Welcome to the State of California 

California Newborn Screening Program


Timing the Collection (Section 6505)

Obtain a specimen from a newborn using the following requirements and guidelines:

Newborn screening specimens should ideally be collected between 12 and 48 hours of age, but no later than four days of age, and before discharge.

Specimens should be collected early enough to allow for 3 hours of drying time, prior to same day or next business day shipment to the lab.

For newborns transferred to another facility before four days of age:

  • The birth hospital is to obtain a specimen following above guidelines. Send a copy of the TRF form to the receiving hospital.
  • The hospital of birth must complete and send to the Genetic Disease Branch the form "Hospital Report of Newborn Specimen Not Obtained (NBS-NO)" if the baby is transferred without collecting a specimen. Send a copy to the receiving hospital.

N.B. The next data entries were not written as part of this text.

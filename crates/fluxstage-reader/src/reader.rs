use std::collections::HashMap;

use polars::prelude::*;
use tracing::{debug, warn};

use crate::errors::ReaderError;
use crate::formats::common::{
    flag_name, is_flag_name, parse_origin, timestream, EXCLUDED_VARIABLES, FLAG_SUFFIX, TIME_AXIS,
};
use crate::model::{
    timestamp_series, ArchiveContents, ArchiveVariable, SiteMetadata, SiteTable, VariableSpec,
    TIMESTAMP_COLUMN,
};

/// Builds a site table from decoded archive contents.
///
/// `path` only labels errors and log lines.
pub fn build_site_table(
    site: &str,
    contents: &ArchiveContents,
    path: &str,
) -> Result<SiteTable, ReaderError> {
    let time = contents
        .variable(TIME_AXIS)
        .ok_or_else(|| ReaderError::MissingTimeAxis {
            path: path.to_string(),
            variable: TIME_AXIS.to_string(),
        })?;

    let origin = time
        .units
        .as_deref()
        .and_then(parse_origin)
        .ok_or_else(|| ReaderError::MissingMetadata {
            path: path.to_string(),
            variable: TIME_AXIS.to_string(),
            units: time.units.clone(),
        })?;

    let row_count = time.values.len();
    let timestamps = timestream(origin, row_count);

    let mut metadata = SiteMetadata::new(site);
    let mut series: Vec<&ArchiveVariable> = Vec::new();

    for var in &contents.variables {
        if EXCLUDED_VARIABLES.contains(&var.name.as_str()) {
            continue;
        }

        if !var.has_dim(TIME_AXIS) && var.values.len() == 1 {
            if !metadata.set_field(&var.name, var.values[0]) {
                debug!(site, variable = %var.name, "ignoring scalar variable");
            }
            continue;
        }

        if var.values.len() != row_count {
            return Err(ReaderError::ShapeMismatch {
                path: path.to_string(),
                variable: var.name.clone(),
                expected: row_count,
                found: var.values.len(),
            });
        }
        series.push(var);
    }

    let by_name: HashMap<&str, &ArchiveVariable> =
        series.iter().map(|var| (var.name.as_str(), *var)).collect();

    let mut schema = Vec::new();
    let mut unpaired = Vec::new();
    let mut columns: Vec<Column> = vec![timestamp_series(TIMESTAMP_COLUMN, &timestamps)?.into()];

    for var in series.iter().filter(|var| !is_flag_name(&var.name)) {
        let flag = flag_name(&var.name);
        let Some(flag_var) = by_name.get(flag.as_str()) else {
            warn!(site, variable = %var.name, "variable has no quality flag; dropping");
            unpaired.push(var.name.clone());
            continue;
        };
        columns.push(Series::new(var.name.as_str().into(), var.values.clone()).into());
        columns.push(Series::new(flag.as_str().into(), flag_var.values.clone()).into());
        schema.push(VariableSpec::new(var.name.clone(), var.units.clone(), flag));
    }

    for var in series.iter().filter(|var| is_flag_name(&var.name)) {
        let base = &var.name[..var.name.len() - FLAG_SUFFIX.len()];
        if !by_name.contains_key(base) {
            warn!(site, flag = %var.name, "quality flag has no variable; dropping");
            unpaired.push(var.name.clone());
        }
    }

    let frame = DataFrame::new(columns)?;
    let mut table = SiteTable::new(metadata, schema, frame)?;
    table.unpaired = unpaired;

    debug!(
        site,
        rows = table.height(),
        variables = table.schema.len(),
        origin = %origin,
        "built site table"
    );
    Ok(table)
}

For newborns not born in a licensed perinatal health facility:

  • If admitted to a licensed health facility within four days of age, follow the above guidelines unless there is evidence a specimen was already obtained.  
  • If admitted after four days, obtain specimen within 48 hours unless there is evidence it has already been obtained.  

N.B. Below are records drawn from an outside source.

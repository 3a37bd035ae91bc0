use std::fmt;

use chrono::{DateTime, NaiveDateTime, Utc};
use polars::prelude::*;
use serde::{Deserialize, Serialize};

pub const TIMESTAMP_COLUMN: &str = "timestamp";

/// Names of the scalar variables that describe where a site sits.
pub const METADATA_FIELDS: [&str; 4] = ["elevation", "latitude", "longitude", "reference_height"];

/// One physical variable and the flag column that qualifies it.
#[derive(Debug, Clone, PartialEq, Eq, Hash, Serialize, Deserialize)]
pub struct VariableSpec {
    pub name: String,
    pub units: Option<String>,
    pub flag: String,
}

impl VariableSpec {
    pub fn new(name: impl Into<String>, units: Option<String>, flag: impl Into<String>) -> Self {
        Self {
            name: name.into(),
            units,
            flag: flag.into(),
        }
    }
}

impl fmt::Display for VariableSpec {
    fn fmt(&self, f: &mut fmt::Formatter<'_>) -> fmt::Result {
        match &self.units {
            Some(units) => write!(f, "{} [{}] (flag {})", self.name, units, self.flag),
            None => write!(f, "{} (flag {})", self.name, self.flag),
        }
    }
}

#[derive(Debug, Clone, PartialEq, Default, Serialize, Deserialize)]
pub struct SiteMetadata {
    pub site: String,
    pub elevation: Option<f64>,
    pub latitude: Option<f64>,
    pub longitude: Option<f64>,
    pub reference_height: Option<f64>,
}

impl SiteMetadata {
    pub fn new(site: impl Into<String>) -> Self {
        Self {
            site: site.into(),
            ..Self::default()
        }
    }

    pub(crate) fn set_field(&mut self, field: &str, value: Option<f64>) -> bool {
        let slot = match field {
            "elevation" => &mut self.elevation,
            "latitude" => &mut self.latitude,
            "longitude" => &mut self.longitude,
            "reference_height" => &mut self.reference_height,
            _ => return false,
        };
        *slot = value;
        true
    }

    /// Metadata fields in the fixed key order used by staged outputs.
    pub fn fields(&self) -> [(&'static str, Option<f64>); 4] {
        [
            ("elevation", self.elevation),
            ("latitude", self.latitude),
            ("longitude", self.longitude),
            ("reference_height", self.reference_height),
        ]
    }
}

/// Where a site table came from.
#[derive(Debug, Clone, PartialEq, Eq, Serialize, Deserialize)]
pub struct Provenance {
    pub path: String,
    pub file_hash: String,
}

/// A single site's time-indexed observations.
///
/// The frame holds a `timestamp` column followed by one value column and one flag
/// column per entry in `schema`.
#[derive(Debug, Clone)]
pub struct SiteTable {
    pub metadata: SiteMetadata,
    pub schema: Vec<VariableSpec>,
    pub frame: DataFrame,
    pub unpaired: Vec<String>,
    pub provenance: Option<Provenance>,
}

impl SiteTable {
    pub fn new(
        metadata: SiteMetadata,
        schema: Vec<VariableSpec>,
        frame: DataFrame,
    ) -> Result<Self, PolarsError> {
        frame.column(TIMESTAMP_COLUMN)?.datetime()?;
        for spec in &schema {
            frame.column(&spec.name)?.f64()?;
            frame.column(&spec.flag)?.f64()?;
        }
        Ok(Self {
            metadata,
            schema,
            frame,
            unpaired: Vec::new(),
            provenance: None,
        })
    }

    pub fn site(&self) -> &str {
        &self.metadata.site
    }

    pub fn height(&self) -> usize {
        self.frame.height()
    }

    pub fn variable_names(&self) -> impl Iterator<Item = &str> {
        self.schema.iter().map(|spec| spec.name.as_str())
    }

    pub fn variable(&self, name: &str) -> Option<&VariableSpec> {
        self.schema.iter().find(|spec| spec.name == name)
    }

    pub fn values(&self, column: &str) -> Result<Vec<Option<f64>>, PolarsError> {
        Ok(self.frame.column(column)?.f64()?.into_iter().collect())
    }

    pub fn timestamps(&self) -> Result<Vec<Option<NaiveDateTime>>, PolarsError> {
        timestamp_column(&self.frame)
    }

    /// Restricts the table to the named variables, keeping their flags.
    pub fn project(&self, names: &[String]) -> Result<SiteTable, PolarsError> {
        let mut schema = Vec::with_capacity(names.len());
        let mut columns: Vec<Column> = vec![self.frame.column(TIMESTAMP_COLUMN)?.clone()];
        for name in names {
            let spec = self.variable(name).ok_or_else(|| {
                PolarsError::ColumnNotFound(format!("{name} in site {}", self.site()).into())
            })?;
            columns.push(self.frame.column(&spec.name)?.clone());
            columns.push(self.frame.column(&spec.flag)?.clone());
            schema.push(spec.clone());
        }
        Ok(SiteTable {
            metadata: self.metadata.clone(),
            schema,
            frame: DataFrame::new(columns)?,
            unpaired: self.unpaired.clone(),
            provenance: self.provenance.clone(),
        })
    }
}

pub fn timestamp_column(frame: &DataFrame) -> Result<Vec<Option<NaiveDateTime>>, PolarsError> {
    let timestamps = frame.column(TIMESTAMP_COLUMN)?.datetime()?;
    Ok((0..frame.height())
        .map(|idx| {
            timestamps
                .get(idx)
                .and_then(DateTime::<Utc>::from_timestamp_micros)
                .map(|dt| dt.naive_utc())
        })
        .collect())
}

pub fn timestamp_series(name: &str, timestamps: &[NaiveDateTime]) -> Result<Series, PolarsError> {
    let micros: Vec<i64> = timestamps
        .iter()
        .map(|ts| ts.and_utc().timestamp_micros())
        .collect();
    Series::new(name.into(), micros).cast(&DataType::Datetime(TimeUnit::Microseconds, None))
}

/// A decoded archive, independent of the on-disk format.
#[derive(Debug, Clone, Default)]
pub struct ArchiveContents {
    pub variables: Vec<ArchiveVariable>,
}

impl ArchiveContents {
    pub fn variable(&self, name: &str) -> Option<&ArchiveVariable> {
        self.variables.iter().find(|var| var.name == name)
    }
}

/// A variable with its values flattened; degenerate axes are implied by `dims`.
#[derive(Debug, Clone, Default)]
pub struct ArchiveVariable {
    pub name: String,
    pub dims: Vec<String>,
    pub units: Option<String>,
    pub values: Vec<Option<f64>>,
}

impl ArchiveVariable {
    pub fn new(
        name: impl Into<String>,
        dims: &[&str],
        units: Option<&str>,
        values: Vec<Option<f64>>,
    ) -> Self {
        Self {
            name: name.into(),
            dims: dims.iter().map(|dim| dim.to_string()).collect(),
            units: units.map(str::to_string),
            values,
        }
    }

    pub fn has_dim(&self, dim: &str) -> bool {
        self.dims.iter().any(|name| name == dim)
    }
}
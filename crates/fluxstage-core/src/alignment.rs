use std::collections::BTreeSet;

use fluxstage_reader::SiteTable;
use tracing::{debug, info};

use crate::error::{PipelineError, Result};

/// Every site projected onto the variables they all share.
#[derive(Debug, Clone)]
pub struct AlignedCorpus {
    pub variables: Vec<String>,
    pub sites: Vec<SiteTable>,
}

/// Variable names present at every site, in lexicographic order.
pub fn common_variables(sites: &[SiteTable]) -> Result<Vec<String>> {
    let mut iter = sites.iter();
    let first = iter.next().ok_or(PipelineError::EmptyCorpus)?;

    let mut common: BTreeSet<&str> = first.variable_names().collect();
    for site in iter {
        let names: BTreeSet<&str> = site.variable_names().collect();
        common.retain(|name| names.contains(name));
    }

    if common.is_empty() {
        return Err(PipelineError::NoCommonVariables);
    }
    Ok(common.into_iter().map(str::to_string).collect())
}

pub fn align_corpus(sites: &[SiteTable]) -> Result<AlignedCorpus> {
    let variables = common_variables(sites)?;
    info!(
        sites = sites.len(),
        common = variables.len(),
        variables = ?variables,
        "aligned variable sets"
    );

    let mut aligned = Vec::with_capacity(sites.len());
    for site in sites {
        let dropped: Vec<&str> = site
            .variable_names()
            .filter(|name| !variables.iter().any(|common| common == name))
            .collect();
        if !dropped.is_empty() {
            debug!(site = site.site(), dropped = ?dropped, "dropping site-specific variables");
        }
        aligned.push(site.project(&variables)?);
    }

    Ok(AlignedCorpus {
        variables,
        sites: aligned,
    })
}
use std::fs;
use std::path::{Path, PathBuf};

use fluxstage_reader::ReadOptions;
use serde::{Deserialize, Serialize};

use crate::error::{PipelineError, Result};
use crate::pipeline::PipelineOptions;

pub const DEFAULT_INPUT_DIR: &str = "~/Work/Research_Work/Drought_Workshop/PALS_site_datasets/flux/";
pub const DEFAULT_CORPUS_FILE: &str = "fluxnet_raw_dataframes.zip";
pub const DEFAULT_DATASET_FILE: &str = "fluxnet_data.zip";
pub const DEFAULT_RELIABLE_FLAG: f64 = 1.0;
pub const DEFAULT_ARCHIVE_EXTENSION: &str = "nc";

const MINUTES_PER_DAY: u32 = 24 * 60;

/// Locations and knobs for a pipeline run.
///
/// Unset snapshot paths resolve to the default file names inside `input_dir`.
#[derive(Debug, Clone, PartialEq, Serialize, Deserialize)]
#[serde(default)]
pub struct PipelineConfig {
    pub input_dir: PathBuf,
    pub corpus_path: Option<PathBuf>,
    pub output_path: Option<PathBuf>,
    pub reliable_flag_value: f64,
    pub time_of_day_granularity_minutes: Option<u32>,
    pub archive_extension: String,
    pub site_marker: String,
}

impl Default for PipelineConfig {
    fn default() -> Self {
        Self {
            input_dir: PathBuf::from(DEFAULT_INPUT_DIR),
            corpus_path: None,
            output_path: None,
            reliable_flag_value: DEFAULT_RELIABLE_FLAG,
            time_of_day_granularity_minutes: None,
            archive_extension: DEFAULT_ARCHIVE_EXTENSION.to_string(),
            site_marker: fluxstage_reader::DEFAULT_SITE_MARKER.to_string(),
        }
    }
}

impl PipelineConfig {
    pub fn from_toml_str(raw: &str) -> Result<Self> {
        toml::from_str(raw)
            .map_err(|err| PipelineError::Config(format!("failed to parse config TOML: {err}")))
    }

    pub fn from_file(path: &Path) -> Result<Self> {
        let raw = fs::read_to_string(path)?;
        Self::from_toml_str(&raw)
    }

    pub fn input_dir(&self) -> PathBuf {
        expand_home(&self.input_dir)
    }

    pub fn corpus_path(&self) -> PathBuf {
        match &self.corpus_path {
            Some(path) => expand_home(path),
            None => self.input_dir().join(DEFAULT_CORPUS_FILE),
        }
    }

    pub fn output_path(&self) -> PathBuf {
        match &self.output_path {
            Some(path) => expand_home(path),
            None => self.input_dir().join(DEFAULT_DATASET_FILE),
        }
    }

    pub fn validate(&self) -> Result<()> {
        if !self.reliable_flag_value.is_finite() {
            return Err(PipelineError::Config(format!(
                "reliable flag value must be finite, got {}",
                self.reliable_flag_value
            )));
        }
        if let Some(minutes) = self.time_of_day_granularity_minutes {
            if minutes == 0 || MINUTES_PER_DAY % minutes != 0 {
                return Err(PipelineError::Config(format!(
                    "time-of-day granularity must be a positive divisor of {MINUTES_PER_DAY} minutes, got {minutes}"
                )));
            }
        }
        if self.archive_extension.trim_start_matches('.').is_empty() {
            return Err(PipelineError::Config(
                "archive extension must not be empty".to_string(),
            ));
        }
        if self.site_marker.is_empty() {
            return Err(PipelineError::Config(
                "site marker must not be empty".to_string(),
            ));
        }
        Ok(())
    }

    pub fn pipeline_options(&self) -> PipelineOptions {
        PipelineOptions {
            reliable_flag_value: self.reliable_flag_value,
            granularity_minutes: self.time_of_day_granularity_minutes,
        }
    }

    pub fn read_options(&self) -> ReadOptions {
        ReadOptions {
            site_marker: self.site_marker.clone(),
        }
    }
}

/// Expands a leading `~` against `HOME`; other paths pass through untouched.
pub fn expand_home(path: &Path) -> PathBuf {
    let Ok(rest) = path.strip_prefix("~") else {
        return path.to_path_buf();
    };
    match std::env::var_os("HOME") {
        Some(home) => PathBuf::from(home).join(rest),
        None => path.to_path_buf(),
    }
}
// crates/fluxstage-core/src/error.rs

use fluxstage_reader::ReaderError;
use thiserror::Error;

use crate::snapshot::SnapshotError;

#[derive(Error, Debug)]
pub enum PipelineError {
    #[error("no variables are shared by every site")]
    NoCommonVariables,

    #[error("corpus contains no sites")]
    EmptyCorpus,

    #[error("none of the {attempted} archives under {root} could be loaded")]
    NoSitesLoaded { root: String, attempted: usize },

    #[error("Archive read failed: {0}")]
    Reader(#[from] ReaderError),

    #[error("Snapshot error: {0}")]
    Snapshot(#[from] SnapshotError),

    #[error("Invalid configuration: {0}")]
    Config(String),

    #[error("File I/O error: {0}")]
    Io(#[from] std::io::Error),

    #[error("Polars operation failed: {0}")]
    Polars(#[from] polars::error::PolarsError),

    #[error("Archive discovery failed: {0}")]
    Pattern(#[from] glob::PatternError),
}

pub type Result<T> = std::result::Result<T, PipelineError>;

Out of Hospital newborn screening providers shall:

Collect the newborn screen between 12 and 48 hours or age, or by 48 hours of initial contact with the infant.

  • The birth registrar provides the person registering the birth with the pamphlet "Important Information for Parents of Babies Who Have Not Yet Had the Newborn Screening Test" and information about how to have the baby tested. The registrar also completes the NBS-OH form, "Notification of Registration of Birth Which Occurred Out of a Licensed Health Facility," and sends it to GDSP.

If a transfusion is anticipated:

  • Collect the specimen prior to the transfusion of red blood cells, even if the newborn is under 12 hours of age. Infants who are transfused with red blood cells (RBC) must have a specimen collected prior to the transfusion. [Transfusions with plasma, platelets, or albumin will not significantly affect the screening.] In post-RBC-transfusion specimens, the donor's hemoglobin type can mask the newborn's. The donor blood can also supply the enzyme that the galactosemia screening measures, so that the specimen collected from a transfused newborn with low enzyme levels could appear normal. Futhermore, the signs and symptoms of galactosemia may be masked in the newborn who is receiving only a non-milk-based (lactose-free) formula, e.g., soy, Nutramigen®. 
  • If the neonate is less than 12 hours old at the time the pre-transfusion specimen is collected, a second specimen should be collected between 24 hours after the last transfusion and four days of age. 
  • Neonates who received intrauterine transfusion(s) should have both a newborn screen and Hb DNA testing on a whole blood specimen sent to the Hemoglobin Reference Laboratory. Contact the Area Service Center coordinator for collection and mailing information. The newborn's physician will need to monitor the child for signs of galactosemia.
  • If no adequate specimen was obtained prior to transfusion, collect one sometime between 24 hours post-transfusion and the fourth day of life for other newborn screening conditions. Contact the Area Service Center coordinator for instructions on collection of a liquid blood specimen for hemoglobin DNA testing to be done at the hemoglobin reference laboratory as soon as the baby is stable. The baby's physician will need to monitor the child for signs of galactosemia.
  • Alternatively, the cord blood specimen, if available, could be submitted as the pre-transfusion specimen for galactosemia and hemoglobin pattern. A heelstick specimen, which should be collected at least 24 hours after the transfusion, will provide results for other newborn screening conditions. Together, these two specimens represent a complete screen without needing to wait for three months.
    The cord blood must be nonhemolyzed and free of clots, and is spotted on an NBS I-form. The test request form should indicate "cord blood." The specimen collection time is the same as the time of birth. This situation, i.e., providing a pre-transfusion specimen, is the only circumstance in which the use of cord blood is acceptable.

Hospital well-baby nursery and NICU protocols must, at a minimum, reflect current NBS Program regulations. For assistance in developing or modifying procedures to meet State regulations and recommendations, contact the Area Service Center Newborn Screening Coordinator in your area.